Below are records. Count every line containing the word "wrapper" and give the number alone.

-- Input records follows --

//! WASM-compatible wrapper types for image data.
//!
//! This module provides JavaScript-friendly types that wrap the core FreeCrop
//! types, handling the conversion between Rust and JavaScript data
//! representations.

use freecrop_core::codec::{Bitmap, BitmapError};
use wasm_bindgen::prelude::*;

/// An RGBA image wrapper for JavaScript.
///
/// # Memory Management
///
/// The pixel data is stored in WASM memory. When you call `pixels()`, a copy
/// is made to JavaScript memory as a `Uint8Array`. For large images keep the
/// bitmap in WASM memory and only extract pixels when needed.
///
/// The `free()` method can be called to explicitly release WASM memory, but
/// this is optional as wasm-bindgen's finalizer will handle cleanup
/// automatically.
#[wasm_bindgen]
pub struct JsBitmap {
    width: u32,
    height: u32,
    pixels: Vec<u8>,
    scale: f64,
}

#[wasm_bindgen]
impl JsBitmap {
    /// Create a new JsBitmap from dimensions and pixel data.
    ///
    /// # Arguments
    /// * `width` - Image width in pixels
    /// * `height` - Image height in pixels
    /// * `pixels` - Straight RGBA pixel data (4 bytes per pixel, row-major order)
    ///
    /// The buffer is validated when the bitmap is first used.
    #[wasm_bindgen(constructor)]
    pub fn new(width: u32, height: u32, pixels: Vec<u8>) -> JsBitmap {
        JsBitmap {
            width,
            height,
            pixels,
            scale: 1.0,
        }
    }

    /// Get the image width in pixels
    #[wasm_bindgen(getter)]
    pub fn width(&self) -> u32 {
        self.width
    }

    /// Get the image height in pixels
    #[wasm_bindgen(getter)]
    pub fn height(&self) -> u32 {
        self.height
    }

    /// Device pixels per layout unit
    #[wasm_bindgen(getter)]
    pub fn scale(&self) -> f64 {
        self.scale
    }

    #[wasm_bindgen(setter)]
    pub fn set_scale(&mut self, scale: f64) {
        self.scale = scale;
    }

    /// Get the number of bytes in the pixel buffer (width * height * 4)
    #[wasm_bindgen(getter)]
    pub fn byte_length(&self) -> usize {
        self.pixels.len()
    }

    /// Returns RGBA pixel data as Uint8Array.
    ///
    /// Note: This creates a copy of the pixel data.
    pub fn pixels(&self) -> Vec<u8> {
        self.pixels.clone()
    }

    /// Explicitly free WASM memory.
    ///
    /// This is optional - wasm-bindgen's finalizer will handle cleanup automatically.
    pub fn free(self) {
        // Dropping self releases the memory
    }
}

impl JsBitmap {
    /// Wrap a core bitmap, keeping its scale.
    pub(crate) fn from_bitmap(bitmap: Bitmap) -> Self {
        Self {
            width: bitmap.width,
            height: bitmap.height,
            scale: bitmap.scale,
            pixels: bitmap.pixels,
        }
    }

    /// Validate and convert to a core bitmap.
    ///
    /// Note: This clones the pixel data.
    pub(crate) fn to_bitmap(&self) -> Result<Bitmap, BitmapError> {
        Bitmap::from_rgba(self.width, self.height, self.pixels.clone())
            .map(|bitmap| bitmap.with_scale(self.scale))
    }
}

/// Turn a core error into a JavaScript exception value.
pub(crate) fn js_error(err: impl std::fmt::Display) -> JsValue {
    JsValue::from_str(&err.to_string())
}
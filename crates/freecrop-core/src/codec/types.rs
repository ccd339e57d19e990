//! Core bitmap types shared by the trimmer, masker and codecs.

use serde::{Deserialize, Serialize};
use thiserror::Error;

/// Number of bytes per RGBA pixel.
pub const BYTES_PER_PIXEL: usize = 4;

/// Errors raised when constructing a [`Bitmap`] from raw parts.
#[derive(Debug, Clone, PartialEq, Eq, Error)]
pub enum BitmapError {
    /// Pixel buffer length doesn't match the dimensions.
    #[error("Invalid pixel data: expected {expected} bytes (width * height * 4), got {actual}")]
    SizeMismatch { expected: usize, actual: usize },

    /// Width or height is zero.
    #[error("Invalid dimensions: width ({width}) and height ({height}) must be non-zero")]
    InvalidDimensions { width: u32, height: u32 },
}

/// Errors from decoding or encoding image files.
#[derive(Debug, Error)]
pub enum CodecError {
    /// The bytes could not be decoded as a supported image format.
    #[error("Failed to decode image: {0}")]
    DecodeFailed(String),

    /// PNG encoding failed.
    #[error("PNG encoding failed: {0}")]
    EncodingFailed(String),

    /// The bitmap handed to the encoder is malformed.
    #[error(transparent)]
    Bitmap(#[from] BitmapError),
}

/// EXIF orientation values (1-8).
///
/// Carried as metadata only; the pixel buffer is never reoriented by this
/// crate. Trimming and cropping preserve it unchanged.
#[derive(Debug, Clone, Copy, PartialEq, Eq, Default, Serialize, Deserialize)]
#[repr(u8)]
pub enum Orientation {
    #[default]
    Normal = 1,
    FlipHorizontal = 2,
    Rotate180 = 3,
    FlipVertical = 4,
    Transpose = 5,
    Rotate90CW = 6,
    Transverse = 7,
    Rotate270CW = 8,
}

impl Orientation {
    /// Returns true if displaying with this orientation swaps width and height.
    #[inline]
    pub fn swaps_dimensions(self) -> bool {
        matches!(
            self,
            Orientation::Transpose
                | Orientation::Rotate90CW
                | Orientation::Transverse
                | Orientation::Rotate270CW
        )
    }
}

impl From<u32> for Orientation {
    fn from(value: u32) -> Self {
        match value {
            2 => Orientation::FlipHorizontal,
            3 => Orientation::Rotate180,
            4 => Orientation::FlipVertical,
            5 => Orientation::Transpose,
            6 => Orientation::Rotate90CW,
            7 => Orientation::Transverse,
            8 => Orientation::Rotate270CW,
            _ => Orientation::Normal,
        }
    }
}

/// A decoded image with straight (non-premultiplied) RGBA pixel data.
#[derive(Debug, Clone, PartialEq)]
pub struct Bitmap {
    /// Image width in pixels.
    pub width: u32,
    /// Image height in pixels.
    pub height: u32,
    /// RGBA pixel data in row-major order (4 bytes per pixel).
    /// Length should be width * height * 4.
    pub pixels: Vec<u8>,
    /// Display scale (device pixels per point).
    pub scale: f64,
    /// Orientation metadata.
    pub orientation: Orientation,
}

impl Bitmap {
    /// Create a new Bitmap with the given dimensions and pixel data.
    ///
    /// Scale defaults to 1.0 and orientation to [`Orientation::Normal`].
    pub fn new(width: u32, height: u32, pixels: Vec<u8>) -> Self {
        debug_assert_eq!(
            pixels.len(),
            width as usize * height as usize * BYTES_PER_PIXEL,
            "Pixel buffer size mismatch"
        );
        Self {
            width,
            height,
            pixels,
            scale: 1.0,
            orientation: Orientation::Normal,
        }
    }

    /// Validating constructor for buffers coming from outside the crate.
    pub fn from_rgba(width: u32, height: u32, pixels: Vec<u8>) -> Result<Self, BitmapError> {
        if width == 0 || height == 0 {
            return Err(BitmapError::InvalidDimensions { width, height });
        }
        let expected = width as usize * height as usize * BYTES_PER_PIXEL;
        if pixels.len() != expected {
            return Err(BitmapError::SizeMismatch {
                expected,
                actual: pixels.len(),
            });
        }
        Ok(Self::new(width, height, pixels))
    }

    /// A fully transparent bitmap.
    pub fn transparent(width: u32, height: u32) -> Self {
        Self::new(
            width,
            height,
            vec![0u8; width as usize * height as usize * BYTES_PER_PIXEL],
        )
    }

    /// Create a Bitmap from an `image::RgbaImage`.
    pub fn from_rgba_image(img: image::RgbaImage) -> Self {
        let (width, height) = img.dimensions();
        Self::new(width, height, img.into_raw())
    }

    /// Convert to an `image::RgbaImage` for further processing.
    pub fn to_rgba_image(&self) -> Option<image::RgbaImage> {
        image::RgbaImage::from_raw(self.width, self.height, self.pixels.clone())
    }

    pub fn with_scale(mut self, scale: f64) -> Self {
        self.scale = scale;
        self
    }

    pub fn with_orientation(mut self, orientation: Orientation) -> Self {
        self.orientation = orientation;
        self
    }

    /// Bytes per row.
    #[inline]
    pub fn stride(&self) -> usize {
        self.width as usize * BYTES_PER_PIXEL
    }

    /// Alpha of the pixel at `(x, y)`, or `None` outside the bitmap.
    pub fn alpha_at(&self, x: u32, y: u32) -> Option<u8> {
        if x >= self.width || y >= self.height {
            return None;
        }
        let idx = y as usize * self.stride() + x as usize * BYTES_PER_PIXEL + 3;
        self.pixels.get(idx).copied()
    }

    /// Width and height after applying the orientation metadata.
    pub fn oriented_dimensions(&self) -> (u32, u32) {
        if self.orientation.swaps_dimensions() {
            (self.height, self.width)
        } else {
            (self.width, self.height)
        }
    }

    /// Get the total number of pixels.
    pub fn pixel_count(&self) -> usize {
        self.width as usize * self.height as usize
    }

    /// Check if this is an empty/invalid image.
    pub fn is_empty(&self) -> bool {
        self.width == 0 || self.height == 0 || self.pixels.is_empty()
    }
}

#[cfg(test)]
mod tests {
    use super::*;

    #[test]
    fn test_bitmap_creation() {
        let bmp = Bitmap::new(100, 50, vec![0u8; 100 * 50 * 4]);

        assert_eq!(bmp.width, 100);
        assert_eq!(bmp.height, 50);
        assert_eq!(bmp.pixel_count(), 5000);
        assert_eq!(bmp.stride(), 400);
        assert_eq!(bmp.scale, 1.0);
        assert!(!bmp.is_empty());
    }

    #[test]
    fn test_bitmap_empty() {
        let bmp = Bitmap::new(0, 0, vec![]);
        assert!(bmp.is_empty());
    }

    #[test]
    fn test_from_rgba_validates() {
        assert_eq!(
            Bitmap::from_rgba(2, 2, vec![0u8; 15]).unwrap_err(),
            BitmapError::SizeMismatch {
                expected: 16,
                actual: 15
            }
        );
        assert_eq!(
            Bitmap::from_rgba(0, 2, vec![]).unwrap_err(),
            BitmapError::InvalidDimensions {
                width: 0,
                height: 2
            }
        );
        assert!(Bitmap::from_rgba(2, 2, vec![0u8; 16]).is_ok());
    }

    #[test]
    fn test_alpha_at() {
        let mut bmp = Bitmap::transparent(3, 2);
        let idx = bmp.stride() + 2 * 4 + 3;
        bmp.pixels[idx] = 200;

        assert_eq!(bmp.alpha_at(2, 1), Some(200));
        assert_eq!(bmp.alpha_at(0, 0), Some(0));
        assert_eq!(bmp.alpha_at(3, 0), None);
        assert_eq!(bmp.alpha_at(0, 2), None);
    }

    #[test]
    fn test_orientation_from_u32() {
        assert_eq!(Orientation::from(1), Orientation::Normal);
        assert_eq!(Orientation::from(6), Orientation::Rotate90CW);
        assert_eq!(Orientation::from(99), Orientation::Normal);
    }

    #[test]
    fn test_oriented_dimensions() {
        let bmp = Bitmap::transparent(60, 40);
        assert_eq!(bmp.oriented_dimensions(), (60, 40));

        let bmp = bmp.with_orientation(Orientation::Rotate90CW);
        assert_eq!(bmp.oriented_dimensions(), (40, 60));
    }

    #[test]
    fn test_rgba_image_round_trip() {
        let bmp = Bitmap::new(2, 1, vec![1, 2, 3, 4, 5, 6, 7, 8]);
        let img = bmp.to_rgba_image().unwrap();
        assert_eq!(img.get_pixel(1, 0).0, [5, 6, 7, 8]);
        assert_eq!(Bitmap::from_rgba_image(img), bmp);
    }

    #[test]
    fn test_error_display() {
        let err = BitmapError::InvalidDimensions {
            width: 0,
            height: 5,
        };
        assert_eq!(
            err.to_string(),
            "Invalid dimensions: width (0) and height (5) must be non-zero"
        );
    }
}
//! Ordered point lists describing a selection boundary.

use serde::{Deserialize, Serialize};
use thiserror::Error;

use super::{Point, Rect};

/// Errors raised when mutating a [`PathContour`].
#[derive(Debug, Clone, PartialEq, Error)]
pub enum ContourError {
    /// The contour was already closed when a point was appended.
    #[error("Cannot append ({x}, {y}) to a closed contour")]
    Closed { x: f64, y: f64 },
}

/// An ordered sequence of points, optionally closed.
///
/// Once [`close`](PathContour::close) has been called the first and last
/// points coincide and no further points can be appended.
#[derive(Debug, Clone, Default, PartialEq, Serialize, Deserialize)]
pub struct PathContour {
    points: Vec<Point>,
    closed: bool,
}

impl PathContour {
    /// Create an empty, open contour.
    pub fn new() -> Self {
        Self::default()
    }

    /// Create an open contour from a list of points.
    pub fn from_points(points: Vec<Point>) -> Self {
        Self {
            points,
            closed: false,
        }
    }

    /// A closed rectangle contour, clockwise from the top-left corner.
    pub fn rectangle(rect: Rect) -> Self {
        let mut contour = Self::from_points(vec![
            Point::new(rect.min_x(), rect.min_y()),
            Point::new(rect.max_x(), rect.min_y()),
            Point::new(rect.max_x(), rect.max_y()),
            Point::new(rect.min_x(), rect.max_y()),
        ]);
        contour.close();
        contour
    }

    /// A closed polygonal approximation of the ellipse inscribed in `rect`.
    ///
    /// `segments` is clamped to at least 8.
    pub fn ellipse(rect: Rect, segments: usize) -> Self {
        let segments = segments.max(8);
        let (cx, cy) = (rect.mid_x(), rect.mid_y());
        let (rx, ry) = (rect.w * 0.5, rect.h * 0.5);

        let points = (0..segments)
            .map(|i| {
                let theta = (i as f64 / segments as f64) * std::f64::consts::TAU;
                Point::new(cx + rx * theta.cos(), cy + ry * theta.sin())
            })
            .collect();

        let mut contour = Self::from_points(points);
        contour.close();
        contour
    }

    pub fn points(&self) -> &[Point] {
        &self.points
    }

    pub fn len(&self) -> usize {
        self.points.len()
    }

    pub fn is_empty(&self) -> bool {
        self.points.is_empty()
    }

    pub fn is_closed(&self) -> bool {
        self.closed
    }

    pub fn first(&self) -> Option<Point> {
        self.points.first().copied()
    }

    pub fn last(&self) -> Option<Point> {
        self.points.last().copied()
    }

    /// Append a point to an open contour.
    pub fn push(&mut self, point: Point) -> Result<(), ContourError> {
        if self.closed {
            return Err(ContourError::Closed {
                x: point.x,
                y: point.y,
            });
        }
        self.points.push(point);
        Ok(())
    }

    /// Close the contour by repeating the first point at the end.
    ///
    /// Closing an empty or already closed contour does nothing.
    pub fn close(&mut self) {
        if self.closed {
            return;
        }
        let Some(first) = self.first() else {
            return;
        };
        if self.last() != Some(first) {
            self.points.push(first);
        }
        self.closed = true;
    }

    /// Remove every point and reopen the contour.
    pub fn clear(&mut self) {
        self.points.clear();
        self.closed = false;
    }

    /// Bounding box of all points, or `None` for an empty contour.
    pub fn bounding_box(&self) -> Option<Rect> {
        super::bounding_box(&self.points)
    }

    /// Even-odd point-in-polygon test.
    ///
    /// The contour is treated as implicitly closed, so an open contour with
    /// at least three points still encloses an area.
    pub fn contains(&self, point: Point) -> bool {
        let n = self.points.len();
        if n < 3 {
            return false;
        }

        let mut inside = false;
        let mut j = n - 1;
        for i in 0..n {
            let vi = self.points[i];
            let vj = self.points[j];

            if ((vi.y > point.y) != (vj.y > point.y))
                && (point.x < (vj.x - vi.x) * (point.y - vi.y) / (vj.y - vi.y) + vi.x)
            {
                inside = !inside;
            }
            j = i;
        }

        inside
    }

    /// Apply `f` to every point, keeping the closed flag.
    pub fn map_points(&self, f: impl Fn(Point) -> Point) -> PathContour {
        PathContour {
            points: self.points.iter().copied().map(f).collect(),
            closed: self.closed,
        }
    }

    /// A copy shifted by `(dx, dy)`.
    pub fn translated(&self, dx: f64, dy: f64) -> PathContour {
        self.map_points(|p| p.offset(dx, dy))
    }
}

#[cfg(test)]
mod tests {
    use super::*;

    fn square() -> PathContour {
        PathContour::from_points(vec![
            Point::new(10.0, 10.0),
            Point::new(60.0, 10.0),
            Point::new(60.0, 60.0),
            Point::new(10.0, 60.0),
        ])
    }

    #[test]
    fn test_close_repeats_first_point() {
        let mut c = square();
        c.close();
        assert!(c.is_closed());
        assert_eq!(c.len(), 5);
        assert_eq!(c.first(), c.last());
    }

    #[test]
    fn test_close_does_not_duplicate_coincident_end() {
        let mut c = square();
        c.push(Point::new(10.0, 10.0)).unwrap();
        c.close();
        assert_eq!(c.len(), 5);
    }

    #[test]
    fn test_push_after_close_fails() {
        let mut c = square();
        c.close();
        let err = c.push(Point::new(1.0, 1.0)).unwrap_err();
        assert_eq!(err, ContourError::Closed { x: 1.0, y: 1.0 });
        assert_eq!(err.to_string(), "Cannot append (1, 1) to a closed contour");
        assert_eq!(c.len(), 5);
    }

    #[test]
    fn test_close_empty_is_noop() {
        let mut c = PathContour::new();
        c.close();
        assert!(!c.is_closed());
        assert!(c.is_empty());
    }

    #[test]
    fn test_contains() {
        let c = square();
        assert!(c.contains(Point::new(30.0, 30.0)));
        assert!(!c.contains(Point::new(70.0, 30.0)));
        assert!(!c.contains(Point::new(5.0, 5.0)));
    }

    #[test]
    fn test_contains_needs_three_points() {
        let c = PathContour::from_points(vec![Point::new(0.0, 0.0), Point::new(10.0, 10.0)]);
        assert!(!c.contains(Point::new(5.0, 5.0)));
    }

    #[test]
    fn test_bounding_box() {
        assert_eq!(square().bounding_box(), Some(Rect::new(10.0, 10.0, 50.0, 50.0)));
        assert_eq!(PathContour::new().bounding_box(), None);
    }

    #[test]
    fn test_rectangle_contour() {
        let c = PathContour::rectangle(Rect::new(0.0, 0.0, 4.0, 2.0));
        assert!(c.is_closed());
        assert_eq!(c.len(), 5);
        assert_eq!(c.bounding_box(), Some(Rect::new(0.0, 0.0, 4.0, 2.0)));
    }

    #[test]
    fn test_ellipse_contour_stays_in_rect() {
        let rect = Rect::new(10.0, 20.0, 100.0, 50.0);
        let c = PathContour::ellipse(rect, 64);
        assert!(c.is_closed());
        assert_eq!(c.len(), 65);

        let bbox = c.bounding_box().unwrap();
        assert!((bbox.x - rect.x).abs() < 1e-9);
        assert!((bbox.w - rect.w).abs() < 1e-9);
        assert!(bbox.h <= rect.h + 1e-9);
        assert!(c.contains(Point::new(rect.mid_x(), rect.mid_y())));
        assert!(!c.contains(Point::new(rect.x + 1.0, rect.y + 1.0)));
    }

    #[test]
    fn test_translated_keeps_closed_flag() {
        let mut c = square();
        c.close();
        let moved = c.translated(5.0, -5.0);
        assert!(moved.is_closed());
        assert_eq!(moved.first(), Some(Point::new(15.0, 5.0)));
    }
}
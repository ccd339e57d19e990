//! FreeCrop Core - Interactive crop selection engine
//!
//! This crate provides the selection engine behind FreeCrop: the crop box
//! state machine, polygon and lasso path construction, the geometry they
//! share, and the masking and trimming that turn a finished selection into
//! a cropped bitmap.
//!
//! Most hosts only need [`SelectionCoordinator`]: feed it pointer events,
//! drain its [`SelectionEvent`]s on the next UI turn and call
//! [`SelectionCoordinator::finish`] when the user confirms.

use std::time::Duration;

pub mod codec;
pub mod crop_box;
pub mod events;
pub mod geometry;
pub mod history;
pub mod mask;
pub mod selection_path;
pub mod session;
pub mod trim;

pub use codec::{Bitmap, BitmapError, CodecError};
pub use crop_box::{CropBoxConfig, CropBoxController, CropBoxState, EdgeRegion};
pub use events::{EventQueue, SelectionEvent, SelectionFailure, SelectionObserver};
pub use geometry::{EdgeInsets, PathContour, Point, Rect};
pub use selection_path::{PathEngineConfig, PathMode, PathState, SelectionPathEngine};
#[cfg(feature = "parallel")]
pub use session::CropJob;
pub use session::{
    CropError, CropRequest, GestureKind, GesturePhase, PointerEvent, SelectionCoordinator,
    SelectionMode, SessionConfig,
};
pub use trim::{opaque_bounding_box, trim, trim_transparent, AlphaThreshold, PixelInsets};

/// How long to let layout settle after a device rotation when the host has
/// no rotation-complete signal.
pub const ROTATION_SETTLE_DELAY: Duration = Duration::from_millis(300);

#[cfg(test)]
mod tests {
    use super::*;

    #[test]
    fn test_rotation_settle_delay() {
        assert_eq!(ROTATION_SETTLE_DELAY.as_millis(), 300);
    }

    #[test]
    fn test_lasso_session_end_to_end() {
        let mut session = SelectionCoordinator::new(
            400,
            300,
            Rect::new(0.0, 0.0, 428.0, 328.0),
            SelectionMode::Lasso,
            SessionConfig::default(),
        );

        let stroke = [
            Point::new(50.0, 50.0),
            Point::new(150.0, 50.0),
            Point::new(150.0, 150.0),
            Point::new(60.0, 150.0),
            Point::new(55.0, 145.0),
            Point::new(50.0, 60.0),
        ];
        session.pointer(PointerEvent::new(
            GestureKind::LassoPan,
            GesturePhase::Began,
            stroke[0],
            0.0,
        ));
        for (i, point) in stroke.iter().enumerate().skip(1) {
            session.pointer(PointerEvent::new(
                GestureKind::LassoPan,
                GesturePhase::Changed,
                *point,
                i as f64 * 16.0,
            ));
        }
        assert!(session.can_crop());

        let events = session.take_events();
        assert!(events
            .iter()
            .any(|e| matches!(e, SelectionEvent::SelectionCompleted(c) if c.is_closed())));

        let source = Bitmap::new(400, 300, vec![200u8; 400 * 300 * 4]);
        let cropped = session.finish().unwrap().run(&source).unwrap();
        assert!(cropped.width <= 100 && cropped.height <= 100);
        assert!(cropped.width >= 90 && cropped.height >= 90);
        assert_eq!(cropped.alpha_at(cropped.width / 2, cropped.height / 2), Some(200));
    }
}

-- Input records concluded --

#### Result below:
2